Monday, 12 November 2018

The Gifted S02E04 Review: Sibling Fight

The Gifted, Season 2, Episode 4: outMatched


Episode four of The Gifted's second season is a bit better in that it's actually trying to make the Mutant Underground's one-track mind of getting Lorna and Andy back from the Inner Circle (I guess we're just ditching the Hellfire Club name?) into a pretty ambiguous affair and not making the conflict one-sided. On one hand, we see very little of Polaris, Andy and the rest of the Inner Circle crowd in this episode, with what little of them that we see showing that they're pretty committed into being these "mutants that strike back" deal. A good chunk of the episode ends up being focused on the Mutant Underground.

Again, it's just such a shame that so much of the screentime is taken up by the Strucker family drama, whereas Blink, Thunderbird and even Eclipse are glorified plot devices at this point. We do have some genuinely good writing in this episode, though I genuinely don't understand what made Caitlin pull off a 180 from going all emo with her "why don't you understand that Andy and I together bring destruction" rhetoric to suddenly as determined as Caitlin to bring Andy back. I guess it has something to do, maybe, with Reed and Caitlin setting a good example or something last episode, but it's so vaguely defined that I'm genuinely not sure.

Still, the Mutant Underground Struckers needed to be on the same page for this episode's plot to happen, and that basically involves Caitlin's increasing zealousness. We discover that the Inner Circle has gotten to Wire, the snarky but ultimately helpful hacker mutant from episode two, and straight-up killed him offscreen. And the Mutant Underground -- mostly Caitlin -- basically force his brother Graph into helping them without even really acknowledging that Graph has lost a brother to this senseless conflict... and keep in mind that Caitlin and Thunderbird basically blackmail Wire into helping them out in the first place, while Caitlin's only concern about Graph is honestly when she needed him to get angry and hack into the hospital.

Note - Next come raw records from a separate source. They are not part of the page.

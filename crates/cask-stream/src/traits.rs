use tokio::sync::mpsc::UnboundedReceiver;

use crate::config::{StreamConfig, StreamInfo};
use crate::entry::{EntryKind, StreamEntry};
use crate::error::StreamResult;

/// Starting point for an ordered subscription's snapshot.
#[derive(Clone, Copy, Debug, PartialEq, Eq)]
pub enum SubscribeStart {
    /// Snapshot holds the latest entry per distinct key, in sequence order.
    LatestPerKey,
    /// Snapshot holds every retained entry from the beginning.
    Beginning,
    /// No snapshot; deliver new appends only.
    New,
}

/// An ordered subscription: a deterministic snapshot plus a live feed.
///
/// The snapshot and the live registration are captured atomically by the
/// substrate, so every entry appended after the snapshot's last sequence is
/// delivered on `live` exactly once. The live channel is unbounded; the
/// substrate never drops an event for a registered subscriber.
pub struct Subscription {
    /// Identifier for [`StreamSubstrate::unsubscribe`].
    pub id: u64,
    /// Entries captured at subscription time, ascending by sequence.
    pub snapshot: Vec<StreamEntry>,
    /// Push delivery of entries appended after the snapshot.
    pub live: UnboundedReceiver<StreamEntry>,
}

/// Contract over the message-stream substrate consumed by the object store.
///
/// One stream backs one bucket. Entries carry a key and a kind tag; the
/// substrate itself never interprets payloads. All operations are
/// synchronous from the caller's point of view; transient failures of a
/// networked implementation propagate unchanged.
pub trait StreamSubstrate: Send + Sync {
    /// Create a new stream. Fails if a stream with this name exists.
    fn create_stream(&self, config: StreamConfig) -> StreamResult<StreamInfo>;

    /// Report metadata for a stream.
    fn stream_info(&self, stream: &str) -> StreamResult<StreamInfo>;

    /// Destroy a stream and all its entries. Returns `true` if it existed.
    fn delete_stream(&self, stream: &str) -> StreamResult<bool>;

    /// Seal a stream: all further appends fail, reads keep working.
    fn seal_stream(&self, stream: &str) -> StreamResult<StreamInfo>;

    /// Names of all streams starting with `prefix`, sorted.
    fn list_streams(&self, prefix: &str) -> StreamResult<Vec<String>>;

    /// Append an entry, returning its assigned sequence number.
    fn append(
        &self,
        stream: &str,
        key: &str,
        kind: EntryKind,
        payload: Vec<u8>,
    ) -> StreamResult<u64>;

    /// The most recent entry for an exact key, if any.
    fn last_for_key(&self, stream: &str, key: &str) -> StreamResult<Option<StreamEntry>>;

    /// All retained entries for an exact key, ascending by sequence.
    fn entries_for_key(&self, stream: &str, key: &str) -> StreamResult<Vec<StreamEntry>>;

    /// The latest entry per distinct key matching `key_prefix`, ascending by
    /// the sequence of each key's latest entry.
    fn latest_per_key(&self, stream: &str, key_prefix: &str) -> StreamResult<Vec<StreamEntry>>;

    /// Remove all retained entries for an exact key. Sequence numbering is
    /// unaffected and no subscription sees the removal. Returns the number
    /// of entries removed.
    fn purge_key(&self, stream: &str, key: &str) -> StreamResult<u64>;

    /// Open an ordered subscription filtered to keys matching `key_prefix`.
    fn subscribe(
        &self,
        stream: &str,
        start: SubscribeStart,
        key_prefix: &str,
    ) -> StreamResult<Subscription>;

    /// Release a subscription synchronously. Unknown ids are a no-op.
    fn unsubscribe(&self, stream: &str, id: u64) -> StreamResult<()>;
}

This gets exemplified in the episode's most powerful scene, which is when Caitlin, a nurse, basically forces Graph to go into painful drug withdrawal just to get him to hack into what the Inner Circle is doing. I understand that Caitlin really, really wants to see his son and is so myopic that she can't accept that Andy has joined the Inner Circle on his own volition, but this is honestly pretty cruel, especially when Caitlin very nearly causes Graph to die when she shot the poor man up with even more drugs to enhance his power. Reed calls Caitlin out on this immediately, and when the entire episode ends up in a fiasco with Lauren getting knocked the fuck out by Andy... yeah, Caitlin better feel guilty.

Just like the whole "Marcos has daddy issues" last episode, though, I think The Gifted is just being a wee bit too silly by randomly shoehorning a flashback to Caitlin apparently being told by a doctor that she can't possibly give birth to Andy, explaining her overprotectiveness. Did... did we really need that? I'm sure most good parents out there would move heaven and earth and let the rest of the world burn to protect their children. I think Caitlin is doing very stupid shit in this episode, but I really never thought that she didn't have a good reason.

In other news, the Inner Circle finally do something quasi-evil, unleashing the population of the mutant hospital (and ignoring the crazy ones that stab each other) while showing up at the news and forcing the hospital's director to apologize to the public. Oh, and they broke out a very specific person out of jail, although we don't see who exactly. Neat stuff. Honestly, while the Inner Circle is certainly evil, killing witnesses and everything, it's not hard to not at least root for them in some fashion or way especially considering how roundabout the Underground has been. Good stuff. The Jace storyline in this episode is... m'eh? He basically burned his bridges with his wife, and gets contacted by a member of the Purifiers. I guess that's where the storyline is going? I'm not sure if we need even more factions, honestly, because we still haven't really used the X-Men dragon lady or the Morlocks yet.

Overall, while Caitlin is still kind of a horrible human being, at least this show acknowledges that and makes it clear that it's by design. Curious to see what happens next for sure.